Does the XML data format prevent you from using a number of line-based tools such as grep, SED, awk, and WC?
If you use LS instead of Dir, you may be familiar with Unix based on line tools, such as grep and WC. I can say for sure that without grep, I am a wreck, without SED, awk, and WC, and I feel very helpless (believe me, that would be bad). Storing information into location-related data by one record per line is a great advantage over tagged XML data because it can perform stunning transformations and operations on the data from the command line or with simple scripts. I don't need to build a development environment just to check the data and write a use XML parser.

Consider the Jguru Web site, which generates a number of logs and transaction records. I decided to write a record for each line without the tag information-the position of the item on the line determines what it is. For example, to write a site logon event to a file in this form:

Timestamp:user-id
Because the format is so simple, I can manipulate the data with all the Unix tools. If I want to know how many times user 1290 has logged in today, you can use the following command:


$ grep 1290 Login.log | Wc-l



This command filters the log file to find any rows that contain 1290, and then calculates the number of rows in the result. If I want a histogram of all the users who log on today, you can call the following command:


$ Awk ' {print $} ' Login.log | Sort | uniq-c | Sort-r-N



Not everyone is so familiar with Unix data tools, but to be sure, choosing a simple data format allows me to manipulate the data without resorting to a program.

This data is stored using XML records in the following ways:


<login><timestamp>2001-04-06</timestamp><id>1290</id></login>



Then, it's hard to manipulate that data without writing a program.
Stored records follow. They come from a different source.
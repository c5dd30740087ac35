//! Salary (payslip) repository

use crate::db::{parse_column, DynDatabasePool, LastInsertId};
use crate::models::{ListParams, Salary, SalaryFilter};
use anyhow::{Context, Result};
use async_trait::async_trait;
use chrono::Utc;
use sqlx::Row;
use std::sync::Arc;

const SALARY_COLUMNS: &str = "id, employee_id, period, base_amount, overtime_hours, overtime_pay, \
     bonus, deductions, net_pay, status, paid_at, created_at, updated_at";

const SALARY_FILTER: &str = "(? IS NULL OR period = ?) \
     AND (? IS NULL OR employee_id = ?) \
     AND (? IS NULL OR status = ?)";

macro_rules! salary_from_row {
    ($row:expr) => {
        Salary {
            id: $row.get("id"),
            employee_id: $row.get("employee_id"),
            period: $row.get("period"),
            base_amount: $row.get("base_amount"),
            overtime_hours: $row.get("overtime_hours"),
            overtime_pay: $row.get("overtime_pay"),
            bonus: $row.get("bonus"),
            deductions: $row.get("deductions"),
            net_pay: $row.get("net_pay"),
            status: parse_column($row.get("status"), "status")?,
            paid_at: $row.get("paid_at"),
            created_at: $row.get("created_at"),
            updated_at: $row.get("updated_at"),
        }
    };
}

macro_rules! bind_salary_filter {
    ($query:expr, $filter:expr) => {{
        let period = $filter.period.as_deref();
        let status = $filter.status.map(|s| s.as_str());
        $query
            .bind(period)
            .bind(period)
            .bind($filter.employee_id)
            .bind($filter.employee_id)
            .bind(status)
            .bind(status)
    }};
}

#[async_trait]
pub trait SalaryRepository: Send + Sync {
    async fn create(&self, salary: &Salary) -> Result<Salary>;

    async fn get_by_id(&self, id: i64) -> Result<Option<Salary>>;

    /// Payslip of an employee for a `YYYY-MM` period
    async fn get_by_period(&self, employee_id: i64, period: &str) -> Result<Option<Salary>>;

    async fn update(&self, salary: &Salary) -> Result<Salary>;

    async fn delete(&self, id: i64) -> Result<()>;

    /// Newest periods first
    async fn list(&self, filter: &SalaryFilter, params: &ListParams) -> Result<(Vec<Salary>, i64)>;

    async fn list_all(&self, filter: &SalaryFilter) -> Result<Vec<Salary>>;
}

pub struct SqlxSalaryRepository {
    pool: DynDatabasePool,
}

impl SqlxSalaryRepository {
    pub fn new(pool: DynDatabasePool) -> Self {
        Self { pool }
    }

    pub fn boxed(pool: DynDatabasePool) -> Arc<dyn SalaryRepository> {
        Arc::new(Self::new(pool))
    }
}

#[async_trait]
impl SalaryRepository for SqlxSalaryRepository {
    async fn create(&self, salary: &Salary) -> Result<Salary> {
        let now = Utc::now();
        let id = with_pool!(self.pool, pool => {
            sqlx::query(
                r#"
                INSERT INTO salaries (employee_id, period, base_amount, overtime_hours, overtime_pay, bonus,
                    deductions, net_pay, status, paid_at, created_at, updated_at)
                VALUES (?, ?, ?, ?, ?, ?, ?, ?, ?, ?, ?, ?)
                "#,
            )
            .bind(salary.employee_id)
            .bind(&salary.period)
            .bind(salary.base_amount)
            .bind(salary.overtime_hours)
            .bind(salary.overtime_pay)
            .bind(salary.bonus)
            .bind(salary.deductions)
            .bind(salary.net_pay)
            .bind(salary.status.as_str())
            .bind(salary.paid_at)
            .bind(now)
            .bind(now)
            .execute(pool)
            .await
            .context("Failed to create salary")?
            .inserted_id()
        });

        Ok(Salary {
            id,
            created_at: now,
            updated_at: now,
            ..salary.clone()
        })
    }

    async fn get_by_id(&self, id: i64) -> Result<Option<Salary>> {
        let sql = format!("SELECT {} FROM salaries WHERE id = ?", SALARY_COLUMNS);
        with_pool!(self.pool, pool => {
            let row = sqlx::query(&sql)
                .bind(id)
                .fetch_optional(pool)
                .await
                .context("Failed to get salary")?;
            match row {
                Some(row) => Ok(Some(salary_from_row!(row))),
                None => Ok(None),
            }
        })
    }

    async fn get_by_period(&self, employee_id: i64, period: &str) -> Result<Option<Salary>> {
        let sql = format!(
            "SELECT {} FROM salaries WHERE employee_id = ? AND period = ?",
            SALARY_COLUMNS
        );
        with_pool!(self.pool, pool => {
            let row = sqlx::query(&sql)
                .bind(employee_id)
                .bind(period)
                .fetch_optional(pool)
                .await
                .context("Failed to get salary by period")?;
            match row {
                Some(row) => Ok(Some(salary_from_row!(row))),
                None => Ok(None),
            }
        })
    }

    async fn update(&self, salary: &Salary) -> Result<Salary> {
        let now = Utc::now();
        with_pool!(self.pool, pool => {
            sqlx::query(
                r#"
                UPDATE salaries
                SET base_amount = ?, overtime_hours = ?, overtime_pay = ?, bonus = ?, deductions = ?,
                    net_pay = ?, status = ?, paid_at = ?, updated_at = ?
                WHERE id = ?
                "#,
            )
            .bind(salary.base_amount)
            .bind(salary.overtime_hours)
            .bind(salary.overtime_pay)
            .bind(salary.bonus)
            .bind(salary.deductions)
            .bind(salary.net_pay)
            .bind(salary.status.as_str())
            .bind(salary.paid_at)
            .bind(now)
            .bind(salary.id)
            .execute(pool)
            .await
            .context("Failed to update salary")?;
        });

        Ok(Salary {
            updated_at: now,
            ..salary.clone()
        })
    }

    async fn delete(&self, id: i64) -> Result<()> {
        with_pool!(self.pool, pool => {
            sqlx::query("DELETE FROM salaries WHERE id = ?")
                .bind(id)
                .execute(pool)
                .await
                .context("Failed to delete salary")?;
        });
        Ok(())
    }

    async fn list(&self, filter: &SalaryFilter, params: &ListParams) -> Result<(Vec<Salary>, i64)> {
        let sql = format!(
            "SELECT {} FROM salaries WHERE {} ORDER BY period DESC, employee_id ASC LIMIT ? OFFSET ?",
            SALARY_COLUMNS, SALARY_FILTER
        );
        let count_sql = format!("SELECT COUNT(*) AS count FROM salaries WHERE {}", SALARY_FILTER);

        with_pool!(self.pool, pool => {
            let rows = bind_salary_filter!(sqlx::query(&sql), filter)
                .bind(params.limit())
                .bind(params.offset())
                .fetch_all(pool)
                .await
                .context("Failed to list salaries")?;
            let total: i64 = bind_salary_filter!(sqlx::query(&count_sql), filter)
                .fetch_one(pool)
                .await
                .context("Failed to count salaries")?
                .get("count");

            let mut salaries = Vec::with_capacity(rows.len());
            for row in rows {
                salaries.push(salary_from_row!(row));
            }
            Ok((salaries, total))
        })
    }

    async fn list_all(&self, filter: &SalaryFilter) -> Result<Vec<Salary>> {
        let sql = format!(
            "SELECT {} FROM salaries WHERE {} ORDER BY period ASC, employee_id ASC",
            SALARY_COLUMNS, SALARY_FILTER
        );
        with_pool!(self.pool, pool => {
            let rows = bind_salary_filter!(sqlx::query(&sql), filter)
                .fetch_all(pool)
                .await
                .context("Failed to list salaries")?;
            let mut salaries = Vec::with_capacity(rows.len());
            for row in rows {
                salaries.push(salary_from_row!(row));
            }
            Ok(salaries)
        })
    }
}

#[cfg(test)]
mod tests {
    use super::*;
    use crate::db::repositories::test_support::{insert_employee, setup_pool};
    use crate::models::SalaryStatus;

    fn payslip(employee_id: i64, period: &str) -> Salary {
        let now = Utc::now();
        let mut salary = Salary {
            id: 0,
            employee_id,
            period: period.to_string(),
            base_amount: 3200.0,
            overtime_hours: 0.0,
            overtime_pay: 0.0,
            bonus: 0.0,
            deductions: 0.0,
            net_pay: 0.0,
            status: SalaryStatus::Draft,
            paid_at: None,
            created_at: now,
            updated_at: now,
        };
        salary.recompute_net();
        salary
    }

    #[tokio::test]
    async fn test_one_payslip_per_period() {
        let pool = setup_pool().await;
        let employee = insert_employee(&pool, "Ada", "Lovelace").await;
        let repo = SqlxSalaryRepository::new(pool);

        repo.create(&payslip(employee.id, "2024-03")).await.unwrap();
        let err = repo.create(&payslip(employee.id, "2024-03")).await.unwrap_err();
        assert!(crate::db::is_unique_violation(&err));
    }

    #[tokio::test]
    async fn test_mark_paid_and_filter() {
        let pool = setup_pool().await;
        let ada = insert_employee(&pool, "Ada", "Lovelace").await;
        let alan = insert_employee(&pool, "Alan", "Turing").await;
        let repo = SqlxSalaryRepository::new(pool);

        let mut march = repo.create(&payslip(ada.id, "2024-03")).await.unwrap();
        repo.create(&payslip(alan.id, "2024-03")).await.unwrap();
        repo.create(&payslip(ada.id, "2024-04")).await.unwrap();

        march.bonus = 150.0;
        march.recompute_net();
        march.status = SalaryStatus::Paid;
        march.paid_at = Some(Utc::now());
        repo.update(&march).await.unwrap();

        let found = repo.get_by_period(ada.id, "2024-03").await.unwrap().unwrap();
        assert_eq!(found.net_pay, 3350.0);
        assert_eq!(found.status, SalaryStatus::Paid);

        let filter = SalaryFilter {
            period: Some("2024-03".to_string()),
            ..Default::default()
        };
        let (rows, total) = repo.list(&filter, &ListParams::default()).await.unwrap();
        assert_eq!(total, 2);
        assert_eq!(rows[0].employee_id, ada.id);

        let filter = SalaryFilter {
            employee_id: Some(ada.id),
            ..Default::default()
        };
        let periods: Vec<_> = repo
            .list_all(&filter)
            .await
            .unwrap()
            .into_iter()
            .map(|s| s.period)
            .collect();
        assert_eq!(periods, vec!["2024-03", "2024-04"]);
    }
}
Is your program "disposable", a truly unique application?
You can never predict what will happen to future programs or data (just ask COBOL programmers from the 60 's), but occasionally you have to write programs that perform tasks that never occur again. For example, if the schema of the database is being further processed while the software is being upgraded, and the mode converter may not be used again, this is normal (although some code may be borrowed later). When you dump information from a database to make it a new pattern, you should optimize for execution speed and ease of implementation, rather than keeping it consistent with XML.

Syntax is not semantic
Finally, in terms of communication between programs, I would like to remind you that syntax is not equal to semantics. The semantics (meaning) of the data depend entirely on the application. The parser only handles syntax (formatting). Consider that all human languages use exactly the same data format-strings (sentences) or sound streams (speech). But if you've ever asked for directions in Paris with no French speakers, you know that communication is far more difficult than asking for permission to communicate verbally--a useful reminder for travellers: talk with your hands; it seems to help.



Contact Us

The content source of this page is from Internet, which doesn't represent Alibaba Cloud's opinion; products and services mentioned on that page don't have any relationship with Alibaba Cloud. If the content of the page makes you feel confusing, please write us an email, we will handle the problem within 5 days after receiving your email.

If you find any instances of plagiarism from the community, please send an email to: info-contact@alibabacloud.com and provide relevant evidence. A staff member will contact you within 5 working days.

A Free Trial That Lets You Build Big!

Start building with 50+ products and up to 12 months usage for Elastic Compute Service

  • Sales Support

    1 on 1 presale consultation

  • After-Sales Support

    24/7 Technical Support 6 Free Tickets per Quarter Faster Response

  • Alibaba Cloud offers highly flexible support services tailored to meet your exact needs.